Securing hyperconverged infrastructure is a giant leap forward from securing legacy data center infrastructures, as the latter involves reducing systems to a single dimension while the former was multi-dimensional. Hyperconverged infrastructures are an enabler for software-defined data centers (SDDC), and securing these types of infrastructures involves a policy-based approach that intertwines security with applications instead of applying traditional network-based security.
The Collapse of Traditional Three-Tier Infrastructure
Traditional data centers involved separate compute, storage, and networking, but HCI has collapsed this three-tier infrastructure into a single foundation that also incorporates virtualization, management, and data services. Ultimately, this not only simplifies the journey to a hybrid cloud model, but also the administrative tasks of IT departments.

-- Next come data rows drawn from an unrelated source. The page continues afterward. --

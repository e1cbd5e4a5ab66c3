use std::sync::Arc;
use taskboard::{
    AppState, BcryptHasher, PostgresRepository, RepositoryState, create_router,
    config::{AppConfig, Env},
};

use sqlx::postgres::PgPoolOptions;
use tokio::net::TcpListener;
use tracing_subscriber::{layer::SubscriberExt, util::SubscriberInitExt};

/// The asynchronous entry point: configuration, logging, database, HTTP server.
#[tokio::main]
async fn main() {
    // Configuration & environment loading (fail-fast: production refuses to
    // start without an explicit signing secret).
    dotenv::dotenv().ok();
    let config = AppConfig::load();

    let env_filter = tracing_subscriber::EnvFilter::try_from_default_env()
        .unwrap_or_else(|_| "taskboard=debug,tower_http=info,axum=trace".into());

    // Structured logging format is selected by environment: pretty output for
    // local debugging, JSON for centralized aggregation in production.
    match config.env {
        Env::Local => {
            tracing_subscriber::registry()
                .with(env_filter)
                .with(tracing_subscriber::fmt::layer().pretty())
                .init();
        }
        Env::Production => {
            tracing_subscriber::registry()
                .with(env_filter)
                .with(tracing_subscriber::fmt::layer().json())
                .init();
        }
    }

    tracing::info!("Application starting in {:?} mode", config.env);

    let pool = PgPoolOptions::new()
        .max_connections(5)
        .connect(&config.db_url)
        .await
        .expect("FATAL: Failed to connect to Postgres. Check DATABASE_URL.");

    let repo = Arc::new(PostgresRepository::new(pool)) as RepositoryState;

    let app_state = AppState {
        repo,
        hasher: Arc::new(BcryptHasher::new()),
        config,
    };

    let app = create_router(app_state);

    let listener = TcpListener::bind("0.0.0.0:3000")
        .await
        .expect("FATAL: failed to bind 0.0.0.0:3000");

    tracing::info!("Listening on 0.0.0.0:3000");

    axum::serve(listener, app)
        .await
        .expect("FATAL: server terminated unexpectedly");
}
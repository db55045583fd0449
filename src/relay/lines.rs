use reqwest::Response;

use crate::consts;
use crate::errors::WorkbenchError;

/// Splits an arbitrary byte chunking back into text lines.
///
/// Both `\n` and `\r\n` terminate a line; the terminator is not returned.
/// Bytes already searched for a terminator are not searched again.
#[derive(Debug)]
pub struct LineSplitter {
    buffer: Vec<u8>,
    start: usize,
    scanned: usize,
    max_line: usize,
}

impl Default for LineSplitter {
    fn default() -> Self {
        Self::with_max_line(consts::MAX_LINE_BYTES)
    }
}

impl LineSplitter {
    pub fn new() -> Self {
        Self::default()
    }

    pub fn with_max_line(max_line: usize) -> Self {
        Self {
            buffer: Vec::new(),
            start: 0,
            scanned: 0,
            max_line,
        }
    }

    pub fn push(&mut self, chunk: &[u8]) {
        if self.start > 0 {
            self.buffer.drain(..self.start);
            self.scanned -= self.start;
            self.start = 0;
        }
        self.buffer.extend_from_slice(chunk);
    }

    /// Next complete line, `Ok(None)` if more input is needed.
    pub fn next_line(&mut self) -> Result<Option<String>, WorkbenchError> {
        let Some(offset) = self.buffer[self.scanned..].iter().position(|&b| b == b'\n') else {
            self.scanned = self.buffer.len();
            self.check_length(self.scanned - self.start)?;
            return Ok(None);
        };

        let end = self.scanned + offset;
        self.check_length(end - self.start)?;
        let line = &self.buffer[self.start..end];
        let line = line.strip_suffix(b"\r").unwrap_or(line);
        let line = String::from_utf8_lossy(line).into_owned();

        self.start = end + 1;
        self.scanned = self.start;
        Ok(Some(line))
    }

    /// Returns the unterminated tail once the input is over.
    pub fn finish(&mut self) -> Option<String> {
        let rest = self.buffer.split_off(self.start);
        self.buffer.clear();
        self.start = 0;
        self.scanned = 0;
        if rest.is_empty() {
            return None;
        }
        let rest = rest.strip_suffix(b"\r").unwrap_or(&rest);
        Some(String::from_utf8_lossy(rest).into_owned())
    }

    fn check_length(&self, len: usize) -> Result<(), WorkbenchError> {
        if len > self.max_line {
            return Err(WorkbenchError::ParseError(format!(
                "stream line exceeds {} bytes",
                self.max_line
            )));
        }
        Ok(())
    }
}

/// Pulls lines out of a streaming HTTP body, one upstream chunk at a time.
pub struct LineReader {
    response: Response,
    splitter: LineSplitter,
    exhausted: bool,
}

impl LineReader {
    pub fn new(response: Response) -> Self {
        Self {
            response,
            splitter: LineSplitter::new(),
            exhausted: false,
        }
    }

    pub async fn next_line(&mut self) -> Option<Result<String, WorkbenchError>> {
        loop {
            match self.splitter.next_line() {
                Ok(Some(line)) => return Some(Ok(line)),
                Ok(None) => {}
                Err(e) => {
                    self.exhausted = true;
                    return Some(Err(e));
                }
            }
            if self.exhausted {
                return None;
            }
            match self.response.chunk().await {
                Ok(Some(bytes)) => self.splitter.push(&bytes),
                Ok(None) => {
                    self.exhausted = true;
                    return self.splitter.finish().map(Ok);
                }
                Err(e) => {
                    self.exhausted = true;
                    return Some(Err(e.into()));
                }
            }
        }
    }
}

Because the underlying technology of HCI can be effective regardless of industry verticals, its adoption is expected to reduce costs and improve operational efficiency for any business or organization. This all-in-one design also leaves behind the network-based security model, embracing application-based security policies that let workloads work with each other across network segments.
Traditional large infrastructures relied on firewalls to protect users and workloads from compromise or contamination; this formula does not work for HCI. Quite simply, the traditional approach is not scalable with the addition of extra endpoints, and it leads to performance issues and bottlenecks as the topography increases.

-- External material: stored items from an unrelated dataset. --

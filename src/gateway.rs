//! Single point of contact with the OpenAI-compatible inference server.
//!
//! Health and model listing never fail: any upstream problem becomes a
//! degraded result. Chat and response calls return upstream failures to the
//! caller unchanged.

use std::sync::Arc;

use actix_web::mime;
use serde_json::Value;

use crate::config::Config;
use crate::consts;
use crate::errors::WorkbenchError;
use crate::llm_client::{LLMClient, LLMClientTrait};
use crate::models::health::HealthStatus;
use crate::models::model_list::{Model, ModelList};
use crate::models::request::{ChatCompletionCreate, ResponseCreate};
use crate::models::response_direct::ChatCompletion;
use crate::relay::{DeltaStream, EventStream};

#[derive(Clone)]
pub struct Gateway {
    client: Arc<dyn LLMClientTrait>,
}

impl Gateway {
    pub fn new(client: Arc<dyn LLMClientTrait>) -> Self {
        Self { client }
    }

    pub fn from_config(config: &Config) -> Result<Self, WorkbenchError> {
        let http_client = reqwest::Client::builder()
            .connect_timeout(config.connect_timeout())
            .read_timeout(config.read_timeout())
            .build()
            .map_err(|e| WorkbenchError::ConfigError(e.to_string()))?;

        Ok(Self::new(Arc::new(LLMClient::new(
            http_client,
            &config.base_url,
            &config.api_key,
        ))))
    }

    pub fn base_url(&self) -> &str {
        self.client.base_url()
    }

    async fn fetch_models(&self) -> Result<Vec<Model>, WorkbenchError> {
        let response = self.client.get(consts::MODELS_PATH).await?;
        let model_list: ModelList = response.json().await?;
        Ok(model_list.data)
    }

    pub async fn check_health(&self) -> HealthStatus {
        match self.fetch_models().await {
            Ok(models) => HealthStatus::online(models),
            Err(e) => {
                log::warn!("health check failed: {}", e);
                HealthStatus::offline(self.base_url(), &e.to_string())
            }
        }
    }

    pub async fn list_models(&self) -> Vec<Model> {
        self.fetch_models().await.unwrap_or_else(|e| {
            log::warn!("list models failed: {}", e);
            vec![]
        })
    }

    pub async fn chat_completion(
        &self,
        mut request: ChatCompletionCreate,
    ) -> Result<ChatCompletion, WorkbenchError> {
        request.stream = false;
        let response = self
            .client
            .post_json(
                consts::CHAT_COMPLETIONS_PATH,
                serde_json::to_value(&request)?,
                mime::APPLICATION_JSON,
            )
            .await?;

        Ok(response.json().await?)
    }

    /// Opens a token stream. Upstream status errors surface here, before any
    /// fragment is produced; later failures surface from the stream itself.
    pub async fn chat_completion_stream(
        &self,
        mut request: ChatCompletionCreate,
    ) -> Result<DeltaStream, WorkbenchError> {
        request.stream = true;
        let response = self
            .client
            .post_json(
                consts::CHAT_COMPLETIONS_PATH,
                serde_json::to_value(&request)?,
                mime::TEXT_EVENT_STREAM,
            )
            .await?;

        Ok(DeltaStream::new(response))
    }

    /// Returns the upstream JSON body as is.
    pub async fn create_response(&self, mut request: ResponseCreate) -> Result<Value, WorkbenchError> {
        request.stream = false;
        let response = self
            .client
            .post_json(
                consts::RESPONSES_PATH,
                serde_json::to_value(&request)?,
                mime::APPLICATION_JSON,
            )
            .await?;

        Ok(response.json().await?)
    }

    pub async fn create_response_stream(
        &self,
        mut request: ResponseCreate,
    ) -> Result<EventStream, WorkbenchError> {
        request.stream = true;
        let response = self
            .client
            .post_json(
                consts::RESPONSES_PATH,
                serde_json::to_value(&request)?,
                mime::TEXT_EVENT_STREAM,
            )
            .await?;

        Ok(EventStream::new(response))
    }
}
use actix_web::web::Bytes;
use async_trait::async_trait;
use reqwest::Response;

use super::FrameSource;
use super::lines::LineReader;
use super::sse;
use crate::consts;
use crate::errors::WorkbenchError;
use crate::models::response_stream::ChatCompletionChunk;

/// Line-level decoder for the chat-completions token stream.
#[derive(Debug, Default)]
pub struct DeltaDecoder {
    done: bool,
}

impl DeltaDecoder {
    pub fn new() -> Self {
        Self::default()
    }

    pub fn is_done(&self) -> bool {
        self.done
    }

    /// Returns the text fragment carried by `line`, if any.
    ///
    /// Blank lines, comments, chunks without text and the `[DONE]` marker
    /// yield `Ok(None)`. A `data:` line that is not a valid chunk is an error.
    pub fn decode_line(&mut self, line: &str) -> Result<Option<String>, WorkbenchError> {
        if self.done {
            return Ok(None);
        }
        let Some(payload) = line.strip_prefix("data:") else {
            return Ok(None);
        };
        let payload = payload.trim();
        if payload.is_empty() {
            return Ok(None);
        }
        if payload == consts::DONE_MARKER {
            self.done = true;
            return Ok(None);
        }

        let chunk: ChatCompletionChunk = serde_json::from_str(payload)?;
        Ok(chunk.fragment().map(str::to_string))
    }
}

/// Non-empty text fragments of one streaming chat completion, in upstream order.
pub struct DeltaStream {
    lines: LineReader,
    decoder: DeltaDecoder,
}

impl DeltaStream {
    pub fn new(response: Response) -> Self {
        Self {
            lines: LineReader::new(response),
            decoder: DeltaDecoder::new(),
        }
    }

    pub async fn next_fragment(&mut self) -> Option<Result<String, WorkbenchError>> {
        while !self.decoder.is_done() {
            let line = match self.lines.next_line().await? {
                Ok(line) => line,
                Err(e) => return Some(Err(e)),
            };
            match self.decoder.decode_line(&line) {
                Ok(Some(fragment)) => return Some(Ok(fragment)),
                Ok(None) => continue,
                Err(e) => return Some(Err(e)),
            }
        }
        None
    }
}

#[async_trait]
impl FrameSource for DeltaStream {
    async fn next_frame(&mut self) -> Option<Result<Bytes, WorkbenchError>> {
        let fragment = self.next_fragment().await?;
        Some(fragment.map(|fragment| sse::delta_frame(&fragment)))
    }
}
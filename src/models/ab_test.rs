use serde::{self, Deserialize, Serialize};

use crate::consts;

fn default_temperature() -> f64 {
    consts::DEFAULT_TEMPERATURE
}

/// Body of `POST /api/ab-test`.
#[derive(Debug, Serialize, Deserialize, Clone)]
pub struct AbTestRequest {
    pub prompt: String,
    pub models: Vec<String>,
    #[serde(default = "default_temperature")]
    pub temperature: f64,
}

/// Outcome of one model's call. A failed call is a normal result, not an error.
#[derive(Debug, Serialize, Deserialize, Clone, PartialEq)]
#[serde(tag = "status", rename_all = "lowercase")]
pub enum AbTestResult {
    Success {
        model: String,
        response: Option<String>,
    },
    Error {
        model: String,
        error: String,
    },
}

#[derive(Debug, Serialize, Deserialize, Clone)]
pub struct AbTestReport {
    pub results: Vec<AbTestResult>,
}

#[cfg(test)]
mod tests {
    use serde_json::json;

    use super::*;

    #[test]
    fn test_result_wire_shapes() {
        let success = AbTestResult::Success {
            model: "m1".into(),
            response: Some("hello".into()),
        };
        assert_eq!(
            serde_json::to_value(&success).unwrap(),
            json!({"status": "success", "model": "m1", "response": "hello"})
        );

        let error = AbTestResult::Error {
            model: "m2".into(),
            error: "boom".into(),
        };
        assert_eq!(
            serde_json::to_value(&error).unwrap(),
            json!({"status": "error", "model": "m2", "error": "boom"})
        );
    }

    #[test]
    fn test_request_temperature_default() {
        let request: AbTestRequest =
            serde_json::from_value(json!({"prompt": "p", "models": ["a"]})).unwrap();
        assert_eq!(request.temperature, 0.7);
    }
}
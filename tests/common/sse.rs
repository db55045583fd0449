use serde::Serialize;

/// Upstream chat-completions stream: one `data:` line per chunk, then `[DONE]`.
pub fn build_chunk_stream<T: Serialize>(chunks: &[T]) -> String {
    let mut sse = String::new();
    for chunk in chunks {
        let json_str = serde_json::to_string(chunk).unwrap();
        sse.push_str(&format!("data: {}\n\n", json_str));
    }
    sse.push_str("data: [DONE]\n\n");
    sse
}

/// Upstream `/responses` stream with `event:`/`data:` pairs.
pub fn build_event_stream(events: &[(&str, serde_json::Value)], delimiter: &str) -> String {
    let mut sse = String::new();
    for (name, data) in events {
        let json_str = serde_json::to_string(data).unwrap();
        sse.push_str(&format!(
            "event: {}{}data: {}{}{}",
            name, delimiter, json_str, delimiter, delimiter
        ));
    }
    sse
}

#[derive(Debug, Clone, PartialEq)]
pub struct Frame {
    pub event: Option<String>,
    pub data: String,
}

/// Parses what the relay sent to the browser.
pub fn parse_frames(body: &str) -> Vec<Frame> {
    body.split("\r\n\r\n")
        .filter(|block| !block.trim().is_empty())
        .map(|block| {
            let mut event = None;
            let mut data = vec![];
            for line in block.split("\r\n") {
                if let Some(name) = line.strip_prefix("event: ") {
                    event = Some(name.to_string());
                } else if let Some(payload) = line.strip_prefix("data: ") {
                    data.push(payload.to_string());
                }
            }
            Frame {
                event,
                data: data.join("\n"),
            }
        })
        .collect()
}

Moving to a hyperconverged infrastructure requires organizations to rethink the way they store and secure their data. New security controls that are application-aware are needed.

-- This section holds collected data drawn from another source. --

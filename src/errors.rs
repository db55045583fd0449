use std::fmt;

use actix_web::error::JsonPayloadError;
use actix_web::http::StatusCode;
use actix_web::{HttpResponse, ResponseError};
use serde_json::json;

#[derive(Debug, Clone)]
pub enum WorkbenchError {
    ValidationError(String),
    NotFound(String),
    UpstreamStatus { status: u16, body: String },
    NetworkError(String),
    ParseError(String),
    StorageError(String),
    ConfigError(String),
}

impl fmt::Display for WorkbenchError {
    fn fmt(&self, f: &mut fmt::Formatter<'_>) -> fmt::Result {
        match self {
            WorkbenchError::ValidationError(msg) => write!(f, "Validation error: {}", msg),
            WorkbenchError::NotFound(msg) => write!(f, "Not found: {}", msg),
            WorkbenchError::UpstreamStatus { status, body } => {
                write!(f, "Upstream error: status {}, body {}", status, body)
            }
            WorkbenchError::NetworkError(msg) => write!(f, "Network error: {}", msg),
            WorkbenchError::ParseError(msg) => write!(f, "Parse error: {}", msg),
            WorkbenchError::StorageError(msg) => write!(f, "Storage error: {}", msg),
            WorkbenchError::ConfigError(msg) => write!(f, "Config error: {}", msg),
        }
    }
}

impl std::error::Error for WorkbenchError {}

impl WorkbenchError {
    /// Message shown to the caller in the `detail` field.
    fn detail(&self) -> String {
        match self {
            WorkbenchError::ValidationError(msg) | WorkbenchError::NotFound(msg) => msg.clone(),
            other => other.to_string(),
        }
    }
}

impl ResponseError for WorkbenchError {
    fn status_code(&self) -> StatusCode {
        match self {
            WorkbenchError::ValidationError(_) => StatusCode::BAD_REQUEST,
            WorkbenchError::NotFound(_) => StatusCode::NOT_FOUND,
            WorkbenchError::UpstreamStatus { status, .. } => StatusCode::from_u16(*status)
                .ok()
                .filter(|s| s.is_client_error() || s.is_server_error())
                .unwrap_or(StatusCode::BAD_GATEWAY),
            WorkbenchError::NetworkError(_) => StatusCode::BAD_GATEWAY,
            WorkbenchError::ParseError(_) => StatusCode::BAD_GATEWAY,
            WorkbenchError::StorageError(_) => StatusCode::INTERNAL_SERVER_ERROR,
            WorkbenchError::ConfigError(_) => StatusCode::INTERNAL_SERVER_ERROR,
        }
    }

    fn error_response(&self) -> HttpResponse {
        HttpResponse::build(self.status_code()).json(json!({ "detail": self.detail() }))
    }
}

impl From<reqwest::Error> for WorkbenchError {
    fn from(err: reqwest::Error) -> Self {
        if err.is_decode() {
            WorkbenchError::ParseError(err.to_string())
        } else if let Some(status) = err.status() {
            WorkbenchError::UpstreamStatus {
                status: status.as_u16(),
                body: err.to_string(),
            }
        } else {
            WorkbenchError::NetworkError(err.to_string())
        }
    }
}

impl From<serde_json::Error> for WorkbenchError {
    fn from(err: serde_json::Error) -> Self {
        WorkbenchError::ParseError(err.to_string())
    }
}

/// Body extraction failures are the caller's fault and get a `detail` like any other.
impl From<JsonPayloadError> for WorkbenchError {
    fn from(err: JsonPayloadError) -> Self {
        WorkbenchError::ValidationError(err.to_string())
    }
}

impl From<std::io::Error> for WorkbenchError {
    fn from(err: std::io::Error) -> Self {
        WorkbenchError::StorageError(err.to_string())
    }
}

With performance and agility driving HCI adoption, legacy security solutions will inhibit instead of enable digital transformation, which is why organizations need to understand the hosting environment and the entire HCI infrastructure when choosing a security solution. For instance, security that can support automated provisioning and scale at the same speed as the IT infrastructure is mandatory if newly spanned workloads are to be instantly protected.
Application-aware security for HCI ensures that security policies are enforced automatically across any network configuration based on the workload’s role and not its location within the infrastructure — as would happen with traditional infrastructures.
Legacy hardware-centric infrastructures that require full-scale agents running on each endpoint inflict major performance penalties. This runs in complete opposition to HCI’s central value proposition of agility and performance. The modern data center that’s built on HCI needs to enable centralized security controls while deploying light security agents — or no agents at all — that don’t hamper the performance of virtual workloads.
Adding an extra abstraction layer on top of physical resources redefines the way security should integrate with hyperconverged infrastructures. While this requires that organizations create new security practices, it doesn’t make past knowledge about data security obsolete. Perimeter firewalls and network segregation are just two examples of security practices that can cross over into HCI, but security and IT departments will need to focus more on application security than on hardware.
Key HCI Security Components
The key consideration when factoring in security for HCI is the security solution’s ability to tightly integrate with the infrastructure without hurting the performance of applications running in virtual workloads. Otherwise, poor performance will deter organizations from adopting HCI and from fully leveraging its performance and scalability benefits.
Since everything in hyperconverged infrastructures is built around agility and fast deployment, security should follow the same mantra. Consolidating security controls into a single console not only offers complete visibility across the entire infrastructure, but also enables seamless deployment and policy enforcement across all environments — in one fell swoop.
Perhaps the most important aspect of HCI security is that the prevention, detection, and remediation capabilities of the security offering are not affected in any way. In fact, by fully leveraging the tight integration with hypervisors that control the hardware resources allocated to virtual workloads, new security layers that sit below the guest operating system can offer unparalleled visibility into threats. This can be particularly useful when defending against new or unknown vulnerabilities that aim to compromise virtual workloads.
Ultimately, the role of security for HCI is to enable organizations to fully embrace digitalization, agility, and automation — allowing them to focus on growth.